I’m mostly a live-and-let-live kind of person. There’s a place for everyone…each person has their own strengths, etc. But Donald Trump is just…well, not someone I could ever imagine in the White House, commanding the troops. It isn’t his insulting, narcissistic, excluding finger I want pressing any buttons, let alone the Big One.
And then I was shopping last week with my daughter in a Canadian Winners store and found The. Dress. You know the one I’m talking about. The one that is a 10 in every imaginable way: It fits like a dream. It looks like a million bucks, like serious style. It’s comfortable and, best of all, it’s cheap.
I show my daughter in the dressing room, scattered plastic hangers at my feet. I look at her in the mirror looking back at me in the mirror. Her face looks approving (a rare visage in these circumstances). “I know, right?!?!” I say, hardly believing my luck. (You know this is an uncommon event. You know that you didn’t come in here today to buy anything, and you weren’t particularly looking for a dress, and there’s no particular near-term event, and you also know you cannot walk away from this dress.)
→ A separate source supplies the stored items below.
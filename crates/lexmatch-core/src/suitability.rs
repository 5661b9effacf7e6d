//! Rule-based suitability oracle.
//!
//! This is the ground truth for every training label, real or synthetic.
//! Both call sites go through [`assess`]; nothing else computes labels.

use std::fmt;

use serde::{Deserialize, Serialize};

use crate::case::{CaseFeatures, UrgencyLevel};
use crate::lawyer::LawyerFeatures;

/// Suitability tier of a lawyer for a case. Declaration order is the class
/// order used by the feature schema and by classifier distributions.
#[derive(Debug, Clone, Copy, PartialEq, Eq, Hash, PartialOrd, Ord, Serialize, Deserialize)]
#[serde(rename_all = "SCREAMING_SNAKE_CASE")]
pub enum SuitabilityLabel {
    Poor,
    Fair,
    Good,
    Excellent,
}

impl SuitabilityLabel {
    pub const ALL: [SuitabilityLabel; 4] = [Self::Poor, Self::Fair, Self::Good, Self::Excellent];

    pub fn as_str(&self) -> &'static str {
        match self {
            Self::Poor => "POOR",
            Self::Fair => "FAIR",
            Self::Good => "GOOD",
            Self::Excellent => "EXCELLENT",
        }
    }

    pub fn parse(raw: &str) -> Option<Self> {
        let token = raw.trim().to_ascii_uppercase();
        Self::ALL.into_iter().find(|l| l.as_str() == token)
    }

    /// Position in [`Self::ALL`].
    pub fn index(&self) -> usize {
        *self as usize
    }

    /// Weight applied to this label's probability when blending a classifier
    /// distribution into a base score (range 1–4).
    pub fn weight(&self) -> f64 {
        (self.index() + 1) as f64
    }

    /// Classify a 0–10 oracle score.
    pub fn from_score(score: f64) -> Self {
        if score >= 8.0 {
            Self::Excellent
        } else if score >= 6.0 {
            Self::Good
        } else if score >= 4.0 {
            Self::Fair
        } else {
            Self::Poor
        }
    }
}

impl fmt::Display for SuitabilityLabel {
    fn fmt(&self, f: &mut fmt::Formatter<'_>) -> fmt::Result {
        f.write_str(self.as_str())
    }
}

/// Upper bound of the oracle's raw sum; scores are normalized against it.
pub const MAX_SCORE: f64 = 10.0;

/// Oracle score on a 0–10 scale.
pub fn suitability_score(case: &CaseFeatures, lawyer: &LawyerFeatures) -> f64 {
    let years = lawyer.experience_years;
    let raw = specialization_points(case, lawyer)
        + experience_points(years)
        + efficiency_points(lawyer.efficiency())
        + urgency_points(case.urgency, years)
        + breadth_points(lawyer.specialization_count());
    raw / MAX_SCORE * 10.0
}

/// Ground-truth label for a (case, lawyer) pair.
pub fn assess(case: &CaseFeatures, lawyer: &LawyerFeatures) -> SuitabilityLabel {
    SuitabilityLabel::from_score(suitability_score(case, lawyer))
}

fn specialization_points(case: &CaseFeatures, lawyer: &LawyerFeatures) -> f64 {
    if lawyer.specializes_in(case.case_type) {
        4.0
    } else if lawyer.has_related_specialization(case.case_type) {
        2.5
    } else {
        0.0
    }
}

fn experience_points(years: u32) -> f64 {
    match years {
        15.. => 2.5,
        10.. => 2.0,
        5.. => 1.5,
        2.. => 1.0,
        _ => 0.5,
    }
}

fn efficiency_points(efficiency: f64) -> f64 {
    if (8.0..=15.0).contains(&efficiency) {
        2.0
    } else if (5.0..=20.0).contains(&efficiency) {
        1.5
    } else if efficiency >= 3.0 {
        1.0
    } else {
        0.5
    }
}

fn urgency_points(urgency: UrgencyLevel, years: u32) -> f64 {
    match urgency {
        UrgencyLevel::High => match years {
            10.. => 1.0,
            5.. => 0.7,
            _ => 0.3,
        },
        UrgencyLevel::Medium => match years {
            5.. => 1.0,
            2.. => 0.8,
            _ => 0.5,
        },
        UrgencyLevel::Low => match years {
            1.. => 1.0,
            _ => 0.8,
        },
    }
}

fn breadth_points(specialization_count: usize) -> f64 {
    if (2..=4).contains(&specialization_count) {
        0.5
    } else {
        0.0
    }
}

#[cfg(test)]
mod tests {
    use super::*;
    use crate::case::CaseType;

    fn case(t: CaseType, u: UrgencyLevel) -> CaseFeatures {
        CaseFeatures::new(t, u)
    }

    #[test]
    fn veteran_specialist_is_excellent() {
        // 4.0 + 2.0 + 2.0 (eff 10) + 1.0 = 9.0
        let lawyer = LawyerFeatures::new(12, 120, [CaseType::Criminal], true);
        let c = case(CaseType::Criminal, UrgencyLevel::High);
        assert!((suitability_score(&c, &lawyer) - 9.0).abs() < 1e-9);
        assert_eq!(assess(&c, &lawyer), SuitabilityLabel::Excellent);
    }

    #[test]
    fn junior_outsider_is_poor() {
        // 0 + 1.0 + 0.5 (eff 2.5) + 0.3 = 1.8
        let lawyer = LawyerFeatures::new(2, 5, [CaseType::Family], true);
        let c = case(CaseType::Criminal, UrgencyLevel::High);
        assert!((suitability_score(&c, &lawyer) - 1.8).abs() < 1e-9);
        assert_eq!(assess(&c, &lawyer), SuitabilityLabel::Poor);
    }

    #[test]
    fn related_specialization_earns_partial_credit() {
        // 2.5 + 1.5 + 2.0 + 1.0 + 0.5 (two specs) = 7.5
        let lawyer = LawyerFeatures::new(6, 60, [CaseType::Labor, CaseType::RealEstate], true);
        let c = case(CaseType::Corporate, UrgencyLevel::Medium);
        assert!((suitability_score(&c, &lawyer) - 7.5).abs() < 1e-9);
        assert_eq!(assess(&c, &lawyer), SuitabilityLabel::Good);
    }

    #[test]
    fn zero_experience_efficiency_is_floor() {
        // 4.0 + 0.5 + 0.5 (eff 0) + 0.8 (LOW, 0 yrs) = 5.8
        let lawyer = LawyerFeatures::new(0, 30, [CaseType::Family], false);
        let c = case(CaseType::Family, UrgencyLevel::Low);
        assert!((suitability_score(&c, &lawyer) - 5.8).abs() < 1e-9);
        assert_eq!(assess(&c, &lawyer), SuitabilityLabel::Fair);
    }

    #[test]
    fn breadth_bonus_bounds() {
        let c = case(CaseType::Civil, UrgencyLevel::Medium);
        let one = LawyerFeatures::new(5, 50, [CaseType::Civil], true);
        let four = LawyerFeatures::new(
            5,
            50,
            [CaseType::Civil, CaseType::Family, CaseType::Labor, CaseType::Criminal],
            true,
        );
        let five = LawyerFeatures::new(
            5,
            50,
            [
                CaseType::Civil,
                CaseType::Family,
                CaseType::Labor,
                CaseType::Criminal,
                CaseType::Corporate,
            ],
            true,
        );
        let base = suitability_score(&c, &one);
        assert!((suitability_score(&c, &four) - base - 0.5).abs() < 1e-9);
        assert!((suitability_score(&c, &five) - base).abs() < 1e-9);
    }

    #[test]
    fn label_thresholds() {
        assert_eq!(SuitabilityLabel::from_score(8.0), SuitabilityLabel::Excellent);
        assert_eq!(SuitabilityLabel::from_score(7.99), SuitabilityLabel::Good);
        assert_eq!(SuitabilityLabel::from_score(6.0), SuitabilityLabel::Good);
        assert_eq!(SuitabilityLabel::from_score(4.0), SuitabilityLabel::Fair);
        assert_eq!(SuitabilityLabel::from_score(3.99), SuitabilityLabel::Poor);
    }

    #[test]
    fn exact_match_tier_never_drops_with_experience() {
        for case_type in CaseType::ALL {
            for urgency in UrgencyLevel::ALL {
                let c = case(case_type, urgency);
                let mut prev = SuitabilityLabel::Poor;
                for years in 1..=20 {
                    // Constant efficiency isolates the experience effect.
                    let lawyer = LawyerFeatures::new(years, years * 10, [case_type], true);
                    let label = assess(&c, &lawyer);
                    assert!(
                        label >= prev,
                        "{case_type}/{urgency}: tier dropped at {years} years ({prev} -> {label})"
                    );
                    prev = label;
                }
            }
        }
    }

    #[test]
    fn weights_span_one_to_four() {
        assert_eq!(SuitabilityLabel::Poor.weight(), 1.0);
        assert_eq!(SuitabilityLabel::Excellent.weight(), 4.0);
    }
}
“It’s yours, Mom,” she says definitively and returns to her own stall and pile of hangers. Done and dusted, I think as I slide the dress down and off.
And then, I look at the label. It is one of those things you can’t un-see.
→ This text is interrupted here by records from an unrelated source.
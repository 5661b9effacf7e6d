//! Blend the model's label distribution with deterministic business
//! adjustments into a 0–100 match score and its justification.

use lexmatch_core::{
    CaseFeatures, FailurePolicy, LawyerFeatures, LawyerRecord, SchemaError, UrgencyLevel,
};
use serde::Serialize;
use tracing::{debug, warn};

use crate::RecommendError;
use crate::model::{TrainedModel, expected_weight};

/// Every term that went into one candidate's score.
#[derive(Debug, Clone, PartialEq, Serialize)]
pub struct ScoreBreakdown {
    /// Probability per label, POOR..EXCELLENT.
    pub distribution: [f64; 4],
    /// Σ probability × weight, in [1, 4].
    pub base_score: f64,
    pub specialization_bonus: f64,
    pub urgency_adjustment: f64,
    pub efficiency_adjustment: f64,
    /// Base plus adjustments, floored at 0.
    pub adjusted_score: f64,
    pub experience_years: u32,
    pub cases_handled: u32,
    pub match_score: f64,
}

#[derive(Debug, Clone, PartialEq, Serialize)]
pub struct ScoredCandidate {
    pub lawyer_id: i64,
    pub match_score: f64,
    pub justification: String,
    pub breakdown: ScoreBreakdown,
}

#[derive(Debug, Clone, Copy, Default)]
pub struct ScoringEngine {
    policy: FailurePolicy,
}

impl ScoringEngine {
    pub fn new(policy: FailurePolicy) -> Self {
        Self { policy }
    }

    /// Score every verified candidate, in input order.
    ///
    /// Unverified candidates are dropped. A candidate that cannot be scored
    /// is skipped or fails the whole call, per the failure policy.
    pub fn score_candidates(
        &self,
        model: &TrainedModel,
        case: &CaseFeatures,
        candidates: &[LawyerRecord],
    ) -> Result<Vec<ScoredCandidate>, RecommendError> {
        let mut scored = Vec::with_capacity(candidates.len());
        for record in candidates {
            let lawyer = LawyerFeatures::from(record);
            if !lawyer.verified {
                debug!(lawyer_id = record.id, "skipping unverified lawyer");
                continue;
            }
            match self.score(model, case, record.id, &lawyer) {
                Ok(candidate) => scored.push(candidate),
                Err(source) => match self.policy {
                    FailurePolicy::Skip => {
                        warn!(lawyer_id = record.id, error = %source, "skipping unscorable lawyer");
                    }
                    FailurePolicy::Abort => {
                        return Err(RecommendError::Candidate {
                            lawyer_id: record.id,
                            source,
                        });
                    }
                },
            }
        }
        Ok(scored)
    }

    /// Score one lawyer against `model`'s schema.
    pub fn score(
        &self,
        model: &TrainedModel,
        case: &CaseFeatures,
        lawyer_id: i64,
        lawyer: &LawyerFeatures,
    ) -> Result<ScoredCandidate, SchemaError> {
        let distribution = model.label_distribution(case, lawyer)?;
        let breakdown = breakdown(distribution, case, lawyer);
        Ok(ScoredCandidate {
            lawyer_id,
            match_score: breakdown.match_score,
            justification: justification(case, &breakdown),
            breakdown,
        })
    }
}

/// Apply the business adjustments to a label distribution.
pub fn breakdown(
    distribution: [f64; 4],
    case: &CaseFeatures,
    lawyer: &LawyerFeatures,
) -> ScoreBreakdown {
    let base_score = expected_weight(&distribution);
    let years = lawyer.experience_years;

    let specialization_bonus = if lawyer.specializes_in(case.case_type) {
        0.5
    } else {
        0.0
    };
    let urgency_adjustment = match case.urgency {
        UrgencyLevel::High if years >= 10 => 0.3,
        UrgencyLevel::High if years < 3 => -0.2,
        _ => 0.0,
    };
    let efficiency = lawyer.efficiency();
    let efficiency_adjustment = if (8.0..=15.0).contains(&efficiency) {
        0.2
    } else if efficiency > 20.0 {
        -0.1
    } else {
        0.0
    };

    let adjusted_score =
        (base_score + specialization_bonus + urgency_adjustment + efficiency_adjustment).max(0.0);
    let match_score = (adjusted_score / 4.0 * 100.0).clamp(0.0, 100.0);

    ScoreBreakdown {
        distribution,
        base_score,
        specialization_bonus,
        urgency_adjustment,
        efficiency_adjustment,
        adjusted_score,
        experience_years: years,
        cases_handled: lawyer.cases_handled,
        match_score,
    }
}

/// Explanation built from the same breakdown that produced the score.
pub fn justification(case: &CaseFeatures, breakdown: &ScoreBreakdown) -> String {
    let mut parts = Vec::with_capacity(4);

    if breakdown.specialization_bonus > 0.0 {
        parts.push(format!("Specializes in {} law.", case.case_type.display_name()));
    }

    let years = breakdown.experience_years;
    match years {
        16.. => parts.push(format!("Highly experienced ({years} years).")),
        9.. => parts.push(format!("Experienced ({years} years).")),
        4.. => parts.push(format!("Moderately experienced ({years} years).")),
        _ => {}
    }

    if breakdown.cases_handled > 50 {
        parts.push(format!(
            "Extensive case handling experience ({} cases).",
            breakdown.cases_handled
        ));
    }

    let band = match breakdown.match_score {
        s if s >= 90.0 => "Excellent match for your case requirements.",
        s if s >= 75.0 => "Very good match for your case requirements.",
        s if s >= 60.0 => "Good match for your case requirements.",
        _ => "Moderate match - may handle your case type.",
    };
    parts.push(band.to_string());

    parts.join(" ")
}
Literally in black and white on the tag I see the words Ivanka and Trump. Together, in that order. “When did Ivanka Trump start making clothes?” I yell through the partition at my daughter. No response.
Shit, I think, looking at the dress again through a different pair of Donald-tainted lenses. Now what? I’ve been all up on my high horse about everything Trump for months. And now I’m going to (albeit indirectly) contribute actual money to the Trump reality-show empire? To quote the Brits, it just doesn’t bear thinking about. But…it’s…The Dress.
Moral dilemma drama
Dammit.
I hate moral dilemmas. Especially when they involve two things that to me should never cross paths: fashion and politics. I mean a girl shouldn’t be held to espoused political views in the face of The Dress. Right? Ugh. I buy the damn dress, of course, but not without a teensy bit of guilt. “Could you put that in a bag that’s not see-through?” I ask the cashier. Guilty, guilty, guilty! his look says.
I get The Dress home and put it on again, like I always do to ensure the dressing room mirror wasn’t rigged to make me look great in it, when in fact I really didn’t. Yep. It still looked great. Dammit. That would’ve been an easy out.
Retelling the story to a friend’s daughter the next day, she responds sympathetically. “I got one too! And I’ve been debating. Maybe we should cut out the labels?” Nice idea, but ultimately painfully rejected, because it’s not about pretending, is it? Side note: Some days I do not love becoming more self-aware.
I still haven’t worn the dress (there it is, hanging on the door just over there –>), but I’m slowly having a few epiphanies: I can appreciate something good, even if it’s created out of something I don’t like. And: Nothing, and nobody, is all bad. And, as at least two members of my committee wisely remind me, sins of the father and all that. And of course they’re right. Ivanka appears to be a successful and strong businesswoman, in spite of the fact of her parentage. Who knows? Maybe even because of it.